Posted on June 30, 2013
I finally saw Kim’s Convenience. What a great play! It made me laugh, and when it hit a little too close to home, it made me cry… The play, written by Ins Choi, takes place in a Korean-owned convenience store in downtown Toronto. I’ve wanted to see this play for a while now and wrote about it in an earlier blog. The play begins its national tour next month.
Read more about the play:
Posted on December 18, 2012
My first memory of Christmas is back in South Korea. I must have been five or six when I found a green-beaded necklace under my pillow. I remember that the first thing I did was look at it under the blanket to see if it glowed. It didn’t. Still, it was the most precious gift I had ever received. When I asked my mother where it had come from, she told that Santa-harabahji (Grandpa Santa) had left it for me.
Although we dutifully gave presents to all of our elementary school teachers for Christmas once we immigrated to Toronto, we didn’t have a tree. My mother made all the gifts we took to school – knitted hats and scarves.
By 1991, I was working part-time and had money for the first time. I decided that year I would give my family our first ever Christmas tree. I spent over a thousand dollars, spread over three different credit cards, on a tree and gold music-themed decorations. My parents didn’t object and even seemed to admire the seven-foot evergreen that I plopped in the living room by the TV. My brothers referred to it as the “Buddha Tree.” I didn’t tell any of them how much I had spent.
The beauty of growing up in a Canadian Buddhist household was that we were open to celebrating and acknowledging other faiths. As children, we decorated and looked for Easter eggs, learned the rules to play the dreidel game during Hanukkah, and ate rice-cake and dumpling soup on lunar New Year’s Day. Being in Canada, surrounded by people of so many different ethnicities and cultures, it wasn’t about religion. It was about having a reason to celebrate and have fun; a reason to be together and be happy.
Posted on December 12, 2012
My 13-year-old daughter had never expressed an interest in learning the Korean language until “Gangnam Style” by Psy, the Korean rapper, gained worldwide popularity. In her eyes, it was suddenly “cool to be Korean”.
Her question to me: how come you never learned Korean?
When we first came to Canada, my parents’ biggest obsession was for their children to learn English. We were even encouraged to speak it at home. I never stopped to think that we were sacrificing the Korean language in the process, especially because back then, all I wanted was to lose whatever was Korean about me. I was in grade three when it hit me that I could lose my Asian last name by marrying someone white one day.
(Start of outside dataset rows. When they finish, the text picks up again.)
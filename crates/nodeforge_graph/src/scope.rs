// SPDX-License-Identifier: MIT OR Apache-2.0
//! Scope stack tracking the graph under construction.

use crate::error::{BuildError, Result};
use crate::graph::GraphId;
use crate::socket::SocketDirection;
use serde::{Deserialize, Serialize};

/// Handle to a graph created by [`crate::TreeBuilder::enter`]
#[derive(Debug, Clone, Copy, PartialEq, Eq, Hash, Serialize, Deserialize)]
pub struct GraphHandle(pub(crate) GraphId);

impl GraphHandle {
    /// Get the graph ID
    pub fn id(&self) -> GraphId {
        self.0
    }
}

/// Options for entering a builder scope
#[derive(Debug, Clone, Copy, PartialEq, Eq)]
pub struct ScopeOptions {
    /// Run the arrangement hook when this scope is the outermost one to exit
    pub arrange: bool,
}

impl ScopeOptions {
    /// Options with arrangement disabled
    pub fn without_arrange() -> Self {
        Self { arrange: false }
    }
}

impl Default for ScopeOptions {
    fn default() -> Self {
        Self { arrange: true }
    }
}

/// One entry of the scope stack
#[derive(Debug, Clone)]
pub struct Frame {
    /// Graph being built
    pub graph: GraphId,
    /// Options the scope was entered with
    pub options: ScopeOptions,
    /// Open interface scopes, innermost last
    interface: Vec<SocketDirection>,
}

impl Frame {
    fn new(graph: GraphId, options: ScopeOptions) -> Self {
        Self {
            graph,
            options,
            interface: Vec::new(),
        }
    }

    /// Direction of the innermost open interface scope
    pub fn interface_direction(&self) -> Option<SocketDirection> {
        self.interface.last().copied()
    }

    /// Number of open interface scopes
    pub fn interface_depth(&self) -> usize {
        self.interface.len()
    }
}

/// Stack of active builder scopes
#[derive(Debug, Clone, Default)]
pub struct ScopeStack {
    frames: Vec<Frame>,
}

impl ScopeStack {
    /// Create an empty stack
    pub fn new() -> Self {
        Self::default()
    }

    /// Push a new frame for `graph`
    pub fn push(&mut self, graph: GraphId, options: ScopeOptions) {
        self.frames.push(Frame::new(graph, options));
    }

    /// Pop the top frame, which must belong to `expected`
    pub fn pop(&mut self, expected: GraphId) -> Result<Frame> {
        let top = self.frames.last().ok_or(BuildError::NoActiveGraph)?;
        if top.graph != expected {
            return Err(BuildError::ScopeMismatch {
                expected,
                found: top.graph,
            });
        }
        self.frames.pop().ok_or(BuildError::NoActiveGraph)
    }

    /// Get the top frame
    pub fn top(&self) -> Option<&Frame> {
        self.frames.last()
    }

    /// Get the graph of the top frame
    pub fn active(&self) -> Option<GraphId> {
        self.frames.last().map(|f| f.graph)
    }

    /// Whether `graph` has a frame anywhere on the stack
    pub fn contains(&self, graph: GraphId) -> bool {
        self.frames.iter().any(|f| f.graph == graph)
    }

    /// Number of frames
    pub fn depth(&self) -> usize {
        self.frames.len()
    }

    /// Whether no scope is active
    pub fn is_empty(&self) -> bool {
        self.frames.is_empty()
    }

    /// Open an interface scope on the top frame
    pub fn enter_interface(&mut self, direction: SocketDirection) -> Result<()> {
        let top = self.frames.last_mut().ok_or(BuildError::NoActiveGraph)?;
        top.interface.push(direction);
        Ok(())
    }

    /// Close the innermost interface scope of the top frame
    pub fn exit_interface(&mut self) -> Result<SocketDirection> {
        let top = self.frames.last_mut().ok_or(BuildError::NoActiveGraph)?;
        top.interface.pop().ok_or(BuildError::InvalidInterfaceContext {
            reason: "no inputs or outputs scope is open",
        })
    }

    /// Whether the top frame is in interface mode
    pub fn in_interface_mode(&self) -> bool {
        self.top().is_some_and(|f| f.interface_depth() > 0)
    }
}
I keep thinking that it’s too late for me to learn to become completely fluent in Korean. Maybe. Maybe not. It would be wonderful to have access to Korean literature as it was written instead of in translation. The Korean language is beautiful and there are some phrases and expressions that don’t exist in English.
Worth checking out:
Posted on September 14, 2012
“Noranbang” is about a Korean family living in Toronto, Canada, during the late 1970s. This is only the second play that I’ve read by a playwright of Korean heritage with a story set in Canada. I especially enjoyed seeing the Korean words and phrases woven throughout the dialogue. I wish such books and plays existed when I was a child, or if they did, I had known about them. I was never exposed to any books by Asian writers in either high school or university. I hadn’t even thought to think about them.
The other plays in this collection are: “Yellow Fever” by R.A. Shiomi, “Bachelor-Man” by Winston Christopher Kim, “Maggie’s Last Dance” by Marty Chan, “Mother’s Tongue” by Better Quan, and “The Plum Tree” by Mitch Miyagawa.